- [Source information]
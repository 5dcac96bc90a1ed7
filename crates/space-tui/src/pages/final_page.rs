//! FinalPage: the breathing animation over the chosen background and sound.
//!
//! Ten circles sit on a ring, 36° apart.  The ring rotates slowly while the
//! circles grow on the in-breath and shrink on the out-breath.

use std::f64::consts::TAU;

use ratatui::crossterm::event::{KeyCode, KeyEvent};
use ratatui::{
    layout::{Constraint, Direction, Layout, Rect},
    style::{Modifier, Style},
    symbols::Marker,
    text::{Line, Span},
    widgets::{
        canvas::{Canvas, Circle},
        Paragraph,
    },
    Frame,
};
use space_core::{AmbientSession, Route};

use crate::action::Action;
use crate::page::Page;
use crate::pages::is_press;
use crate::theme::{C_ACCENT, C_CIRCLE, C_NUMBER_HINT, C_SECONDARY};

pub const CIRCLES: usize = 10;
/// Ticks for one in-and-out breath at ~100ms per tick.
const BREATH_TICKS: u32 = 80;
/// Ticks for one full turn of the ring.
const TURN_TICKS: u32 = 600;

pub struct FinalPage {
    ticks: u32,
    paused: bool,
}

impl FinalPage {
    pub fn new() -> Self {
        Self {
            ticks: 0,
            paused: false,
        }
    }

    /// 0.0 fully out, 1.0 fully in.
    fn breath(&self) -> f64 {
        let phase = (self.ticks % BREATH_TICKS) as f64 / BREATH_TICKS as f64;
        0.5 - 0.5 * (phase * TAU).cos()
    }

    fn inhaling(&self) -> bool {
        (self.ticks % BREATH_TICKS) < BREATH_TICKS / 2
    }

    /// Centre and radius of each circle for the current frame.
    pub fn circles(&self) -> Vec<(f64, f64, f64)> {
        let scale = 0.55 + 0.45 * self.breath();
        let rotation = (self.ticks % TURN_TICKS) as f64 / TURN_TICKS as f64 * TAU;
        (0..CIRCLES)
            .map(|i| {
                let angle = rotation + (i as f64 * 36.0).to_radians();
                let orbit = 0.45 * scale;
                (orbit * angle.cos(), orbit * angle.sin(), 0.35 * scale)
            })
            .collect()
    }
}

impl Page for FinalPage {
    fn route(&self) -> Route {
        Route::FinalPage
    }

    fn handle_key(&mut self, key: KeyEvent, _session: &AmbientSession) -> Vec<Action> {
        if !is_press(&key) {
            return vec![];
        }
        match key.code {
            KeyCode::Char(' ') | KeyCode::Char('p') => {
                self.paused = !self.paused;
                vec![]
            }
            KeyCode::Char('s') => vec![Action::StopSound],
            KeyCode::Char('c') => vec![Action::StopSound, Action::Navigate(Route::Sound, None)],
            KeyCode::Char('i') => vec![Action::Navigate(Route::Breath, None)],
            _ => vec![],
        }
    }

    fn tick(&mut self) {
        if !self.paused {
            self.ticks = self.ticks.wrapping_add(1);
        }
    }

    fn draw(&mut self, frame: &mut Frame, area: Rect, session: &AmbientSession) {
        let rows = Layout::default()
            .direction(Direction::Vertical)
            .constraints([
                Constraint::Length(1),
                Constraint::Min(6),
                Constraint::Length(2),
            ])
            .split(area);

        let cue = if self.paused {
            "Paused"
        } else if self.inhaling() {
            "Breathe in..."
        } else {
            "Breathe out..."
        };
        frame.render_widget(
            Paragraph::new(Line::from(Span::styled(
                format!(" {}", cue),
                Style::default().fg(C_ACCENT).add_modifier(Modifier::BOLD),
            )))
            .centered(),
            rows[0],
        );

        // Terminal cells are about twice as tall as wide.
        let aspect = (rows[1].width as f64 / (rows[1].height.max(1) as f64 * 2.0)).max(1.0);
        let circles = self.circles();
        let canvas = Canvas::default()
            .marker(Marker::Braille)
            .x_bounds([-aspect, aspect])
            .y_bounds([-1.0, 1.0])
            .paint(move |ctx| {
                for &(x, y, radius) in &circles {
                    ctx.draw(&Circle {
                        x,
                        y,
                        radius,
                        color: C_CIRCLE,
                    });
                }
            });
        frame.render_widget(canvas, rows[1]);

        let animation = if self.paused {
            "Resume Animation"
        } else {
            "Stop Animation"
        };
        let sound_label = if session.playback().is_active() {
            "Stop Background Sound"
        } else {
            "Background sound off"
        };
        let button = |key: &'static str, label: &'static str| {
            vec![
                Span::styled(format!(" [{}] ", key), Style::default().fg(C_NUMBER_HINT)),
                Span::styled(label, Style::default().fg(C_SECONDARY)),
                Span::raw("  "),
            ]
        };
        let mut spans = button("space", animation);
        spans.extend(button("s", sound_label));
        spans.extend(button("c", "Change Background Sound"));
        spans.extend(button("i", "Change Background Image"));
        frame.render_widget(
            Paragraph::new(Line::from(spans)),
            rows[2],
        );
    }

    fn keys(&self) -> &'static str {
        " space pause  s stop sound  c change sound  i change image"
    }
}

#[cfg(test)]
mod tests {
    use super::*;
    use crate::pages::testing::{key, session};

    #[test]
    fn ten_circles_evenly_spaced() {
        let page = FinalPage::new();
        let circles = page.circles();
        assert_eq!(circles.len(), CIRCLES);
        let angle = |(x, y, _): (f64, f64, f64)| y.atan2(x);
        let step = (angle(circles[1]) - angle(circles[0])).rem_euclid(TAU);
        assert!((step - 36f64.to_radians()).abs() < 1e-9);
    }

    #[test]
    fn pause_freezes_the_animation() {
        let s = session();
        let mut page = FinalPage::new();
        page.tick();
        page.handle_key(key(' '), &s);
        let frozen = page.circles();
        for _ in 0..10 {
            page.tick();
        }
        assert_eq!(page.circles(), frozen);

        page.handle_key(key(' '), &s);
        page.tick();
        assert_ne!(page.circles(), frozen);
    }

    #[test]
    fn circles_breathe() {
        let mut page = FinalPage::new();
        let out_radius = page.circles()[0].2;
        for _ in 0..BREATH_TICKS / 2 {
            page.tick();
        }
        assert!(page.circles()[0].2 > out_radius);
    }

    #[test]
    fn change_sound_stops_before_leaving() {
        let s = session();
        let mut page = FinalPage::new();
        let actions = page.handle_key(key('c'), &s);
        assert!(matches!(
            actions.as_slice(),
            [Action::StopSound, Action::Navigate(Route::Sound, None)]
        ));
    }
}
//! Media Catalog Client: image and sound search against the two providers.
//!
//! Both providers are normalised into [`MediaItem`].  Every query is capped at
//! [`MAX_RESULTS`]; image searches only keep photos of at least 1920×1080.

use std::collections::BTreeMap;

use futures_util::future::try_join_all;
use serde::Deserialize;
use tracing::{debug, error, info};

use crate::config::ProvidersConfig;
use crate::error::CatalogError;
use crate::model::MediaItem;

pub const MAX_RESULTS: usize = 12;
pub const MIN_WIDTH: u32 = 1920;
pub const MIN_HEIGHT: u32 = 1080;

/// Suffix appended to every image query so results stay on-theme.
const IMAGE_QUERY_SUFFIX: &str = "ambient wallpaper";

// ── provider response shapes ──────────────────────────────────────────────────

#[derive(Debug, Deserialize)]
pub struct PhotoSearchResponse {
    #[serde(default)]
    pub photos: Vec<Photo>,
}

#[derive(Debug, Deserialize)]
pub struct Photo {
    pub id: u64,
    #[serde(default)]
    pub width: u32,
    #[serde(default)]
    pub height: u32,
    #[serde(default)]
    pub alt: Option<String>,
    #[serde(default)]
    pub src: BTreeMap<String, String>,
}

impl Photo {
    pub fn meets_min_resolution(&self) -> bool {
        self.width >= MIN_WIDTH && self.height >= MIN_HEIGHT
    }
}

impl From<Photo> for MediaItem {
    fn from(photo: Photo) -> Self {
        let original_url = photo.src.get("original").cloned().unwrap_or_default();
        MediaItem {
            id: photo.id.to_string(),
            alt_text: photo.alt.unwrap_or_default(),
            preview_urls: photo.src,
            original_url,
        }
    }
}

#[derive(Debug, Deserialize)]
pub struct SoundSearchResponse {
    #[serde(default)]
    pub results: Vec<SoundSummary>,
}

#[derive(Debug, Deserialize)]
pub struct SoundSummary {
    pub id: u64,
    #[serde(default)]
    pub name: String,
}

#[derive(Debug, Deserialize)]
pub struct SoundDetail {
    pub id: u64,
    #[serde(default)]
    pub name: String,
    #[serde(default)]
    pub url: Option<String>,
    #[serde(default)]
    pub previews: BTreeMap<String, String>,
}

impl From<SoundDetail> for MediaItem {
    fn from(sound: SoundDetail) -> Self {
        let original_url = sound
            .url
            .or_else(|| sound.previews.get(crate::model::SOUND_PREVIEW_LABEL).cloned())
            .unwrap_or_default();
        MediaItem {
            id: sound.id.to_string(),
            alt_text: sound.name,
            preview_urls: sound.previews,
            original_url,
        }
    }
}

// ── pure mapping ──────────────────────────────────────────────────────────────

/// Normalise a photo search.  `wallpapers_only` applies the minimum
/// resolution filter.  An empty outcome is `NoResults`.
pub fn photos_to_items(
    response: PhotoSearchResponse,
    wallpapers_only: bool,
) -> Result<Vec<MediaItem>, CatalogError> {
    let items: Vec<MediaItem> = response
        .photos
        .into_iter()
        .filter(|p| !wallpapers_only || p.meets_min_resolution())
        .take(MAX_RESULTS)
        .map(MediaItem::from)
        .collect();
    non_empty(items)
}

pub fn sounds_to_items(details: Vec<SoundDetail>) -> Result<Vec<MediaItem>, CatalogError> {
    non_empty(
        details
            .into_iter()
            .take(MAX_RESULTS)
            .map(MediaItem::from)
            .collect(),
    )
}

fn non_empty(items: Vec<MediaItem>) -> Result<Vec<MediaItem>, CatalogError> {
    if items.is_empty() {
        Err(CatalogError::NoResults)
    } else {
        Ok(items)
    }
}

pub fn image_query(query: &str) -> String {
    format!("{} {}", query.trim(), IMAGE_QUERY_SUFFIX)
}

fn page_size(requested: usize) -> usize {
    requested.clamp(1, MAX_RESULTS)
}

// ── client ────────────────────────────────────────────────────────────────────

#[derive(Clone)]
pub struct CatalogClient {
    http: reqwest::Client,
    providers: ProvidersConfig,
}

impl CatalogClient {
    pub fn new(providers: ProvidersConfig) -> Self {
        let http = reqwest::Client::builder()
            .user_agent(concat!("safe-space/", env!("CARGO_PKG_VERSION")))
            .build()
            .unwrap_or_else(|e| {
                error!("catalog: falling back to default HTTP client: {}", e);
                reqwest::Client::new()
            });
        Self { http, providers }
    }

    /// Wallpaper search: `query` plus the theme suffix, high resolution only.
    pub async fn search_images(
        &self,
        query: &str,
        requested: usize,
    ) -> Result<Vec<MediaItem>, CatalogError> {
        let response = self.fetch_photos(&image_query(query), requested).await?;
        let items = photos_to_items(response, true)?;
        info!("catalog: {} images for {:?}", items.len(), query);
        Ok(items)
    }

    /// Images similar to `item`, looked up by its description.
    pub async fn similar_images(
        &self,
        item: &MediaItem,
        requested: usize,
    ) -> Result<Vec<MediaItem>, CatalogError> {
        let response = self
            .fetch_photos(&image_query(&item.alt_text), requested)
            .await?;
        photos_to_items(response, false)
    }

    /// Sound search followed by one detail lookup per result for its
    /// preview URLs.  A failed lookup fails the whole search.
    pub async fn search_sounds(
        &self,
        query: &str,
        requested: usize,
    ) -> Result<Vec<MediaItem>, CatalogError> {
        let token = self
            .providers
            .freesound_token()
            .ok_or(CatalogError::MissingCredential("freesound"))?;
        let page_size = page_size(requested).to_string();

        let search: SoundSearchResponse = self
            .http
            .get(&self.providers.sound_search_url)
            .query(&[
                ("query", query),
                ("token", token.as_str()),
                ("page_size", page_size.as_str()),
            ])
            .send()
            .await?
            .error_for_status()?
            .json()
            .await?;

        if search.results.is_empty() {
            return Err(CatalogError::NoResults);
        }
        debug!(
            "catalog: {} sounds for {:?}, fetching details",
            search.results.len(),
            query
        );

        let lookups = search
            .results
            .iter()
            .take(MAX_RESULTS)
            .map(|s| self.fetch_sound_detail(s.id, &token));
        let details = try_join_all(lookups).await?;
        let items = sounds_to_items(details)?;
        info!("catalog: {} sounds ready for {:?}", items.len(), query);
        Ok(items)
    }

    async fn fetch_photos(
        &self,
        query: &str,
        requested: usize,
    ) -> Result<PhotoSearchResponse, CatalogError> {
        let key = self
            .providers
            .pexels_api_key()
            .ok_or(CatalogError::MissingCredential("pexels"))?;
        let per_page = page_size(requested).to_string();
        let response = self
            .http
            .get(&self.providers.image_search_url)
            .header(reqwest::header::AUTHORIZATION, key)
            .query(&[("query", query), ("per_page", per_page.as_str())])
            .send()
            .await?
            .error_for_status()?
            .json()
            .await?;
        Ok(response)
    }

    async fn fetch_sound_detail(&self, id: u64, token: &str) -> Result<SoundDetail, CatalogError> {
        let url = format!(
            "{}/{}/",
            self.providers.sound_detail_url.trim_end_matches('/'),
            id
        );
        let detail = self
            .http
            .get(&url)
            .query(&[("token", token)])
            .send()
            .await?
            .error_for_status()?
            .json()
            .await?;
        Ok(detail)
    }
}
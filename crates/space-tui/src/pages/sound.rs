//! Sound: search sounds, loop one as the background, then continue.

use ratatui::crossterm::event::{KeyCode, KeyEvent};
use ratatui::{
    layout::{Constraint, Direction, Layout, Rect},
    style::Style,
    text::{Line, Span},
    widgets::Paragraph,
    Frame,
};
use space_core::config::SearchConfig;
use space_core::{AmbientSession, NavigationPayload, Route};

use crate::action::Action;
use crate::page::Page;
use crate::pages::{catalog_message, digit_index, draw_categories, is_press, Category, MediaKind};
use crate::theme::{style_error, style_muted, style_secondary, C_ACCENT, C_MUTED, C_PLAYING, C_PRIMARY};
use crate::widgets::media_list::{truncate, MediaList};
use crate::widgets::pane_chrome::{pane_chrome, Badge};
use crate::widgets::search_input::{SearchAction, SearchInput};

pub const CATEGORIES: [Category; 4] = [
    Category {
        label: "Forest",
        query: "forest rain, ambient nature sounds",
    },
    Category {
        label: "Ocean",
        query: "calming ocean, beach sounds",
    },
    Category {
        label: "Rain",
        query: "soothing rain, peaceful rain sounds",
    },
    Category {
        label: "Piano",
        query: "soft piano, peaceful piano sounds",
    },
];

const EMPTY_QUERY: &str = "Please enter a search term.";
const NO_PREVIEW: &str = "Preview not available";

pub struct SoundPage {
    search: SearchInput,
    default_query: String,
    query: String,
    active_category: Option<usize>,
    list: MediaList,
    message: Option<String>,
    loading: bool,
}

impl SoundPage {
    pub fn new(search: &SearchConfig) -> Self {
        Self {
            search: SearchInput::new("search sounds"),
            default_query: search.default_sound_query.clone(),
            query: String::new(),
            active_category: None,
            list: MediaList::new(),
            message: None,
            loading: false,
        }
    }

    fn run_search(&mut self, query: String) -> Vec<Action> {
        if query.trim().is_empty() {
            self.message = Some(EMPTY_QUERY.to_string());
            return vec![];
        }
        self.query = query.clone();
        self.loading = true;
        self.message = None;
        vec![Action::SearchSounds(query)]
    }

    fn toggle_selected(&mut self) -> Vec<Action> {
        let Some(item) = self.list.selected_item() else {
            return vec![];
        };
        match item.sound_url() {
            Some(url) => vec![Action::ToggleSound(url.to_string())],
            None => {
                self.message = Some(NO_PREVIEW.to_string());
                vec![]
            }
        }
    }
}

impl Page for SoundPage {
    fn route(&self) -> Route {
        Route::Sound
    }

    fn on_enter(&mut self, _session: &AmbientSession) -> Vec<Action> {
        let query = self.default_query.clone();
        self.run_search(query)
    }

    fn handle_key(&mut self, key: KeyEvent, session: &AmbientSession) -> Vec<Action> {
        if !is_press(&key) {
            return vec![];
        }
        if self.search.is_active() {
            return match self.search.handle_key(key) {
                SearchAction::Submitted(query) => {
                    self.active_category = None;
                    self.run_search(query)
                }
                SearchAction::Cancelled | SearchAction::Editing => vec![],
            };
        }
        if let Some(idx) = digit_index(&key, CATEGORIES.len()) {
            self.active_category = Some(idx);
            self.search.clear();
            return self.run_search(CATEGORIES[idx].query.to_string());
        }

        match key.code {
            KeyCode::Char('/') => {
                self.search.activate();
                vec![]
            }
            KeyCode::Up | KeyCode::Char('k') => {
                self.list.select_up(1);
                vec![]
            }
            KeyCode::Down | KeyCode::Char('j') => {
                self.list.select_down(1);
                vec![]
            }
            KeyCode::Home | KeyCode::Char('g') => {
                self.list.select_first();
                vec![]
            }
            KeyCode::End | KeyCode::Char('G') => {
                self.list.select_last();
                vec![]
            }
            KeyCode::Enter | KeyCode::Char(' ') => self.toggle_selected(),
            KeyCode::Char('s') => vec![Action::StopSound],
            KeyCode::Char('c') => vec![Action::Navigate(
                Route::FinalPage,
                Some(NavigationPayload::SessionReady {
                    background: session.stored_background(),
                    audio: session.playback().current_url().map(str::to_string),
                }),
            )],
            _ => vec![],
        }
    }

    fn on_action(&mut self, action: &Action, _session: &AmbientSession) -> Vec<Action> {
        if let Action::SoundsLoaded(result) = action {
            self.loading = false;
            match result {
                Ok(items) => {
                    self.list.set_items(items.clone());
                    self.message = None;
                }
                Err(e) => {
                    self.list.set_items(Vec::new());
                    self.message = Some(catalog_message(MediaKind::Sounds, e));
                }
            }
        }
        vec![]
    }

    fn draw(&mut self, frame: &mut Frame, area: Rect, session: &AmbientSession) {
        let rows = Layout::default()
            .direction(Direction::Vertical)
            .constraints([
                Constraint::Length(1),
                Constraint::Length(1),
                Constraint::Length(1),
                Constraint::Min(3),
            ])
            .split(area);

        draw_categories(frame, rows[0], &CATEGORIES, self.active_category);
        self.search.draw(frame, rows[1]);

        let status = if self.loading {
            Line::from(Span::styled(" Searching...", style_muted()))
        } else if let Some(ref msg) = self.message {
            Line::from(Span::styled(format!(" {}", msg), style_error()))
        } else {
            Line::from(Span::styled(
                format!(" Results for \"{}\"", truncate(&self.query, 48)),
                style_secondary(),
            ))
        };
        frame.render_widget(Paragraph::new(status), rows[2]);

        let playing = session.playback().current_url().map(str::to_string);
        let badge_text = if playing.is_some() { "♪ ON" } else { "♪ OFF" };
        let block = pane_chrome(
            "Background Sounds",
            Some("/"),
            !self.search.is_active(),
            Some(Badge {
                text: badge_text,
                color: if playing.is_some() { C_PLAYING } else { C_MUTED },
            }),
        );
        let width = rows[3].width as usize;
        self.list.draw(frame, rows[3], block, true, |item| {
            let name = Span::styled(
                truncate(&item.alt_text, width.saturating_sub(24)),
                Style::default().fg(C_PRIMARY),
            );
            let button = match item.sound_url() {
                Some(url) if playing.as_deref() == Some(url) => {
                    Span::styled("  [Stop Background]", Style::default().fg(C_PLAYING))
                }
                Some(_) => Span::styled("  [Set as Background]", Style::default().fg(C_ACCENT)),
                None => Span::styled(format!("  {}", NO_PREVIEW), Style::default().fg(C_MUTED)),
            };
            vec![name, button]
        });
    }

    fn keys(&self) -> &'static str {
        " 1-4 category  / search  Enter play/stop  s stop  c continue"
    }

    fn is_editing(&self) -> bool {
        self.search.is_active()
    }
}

- [Task to carry out] If a line in the records contains the word "MissingCredential", copy it.

- [Your solution]
            .ok_or(CatalogError::MissingCredential("freesound"))?;
            .ok_or(CatalogError::MissingCredential("pexels"))?;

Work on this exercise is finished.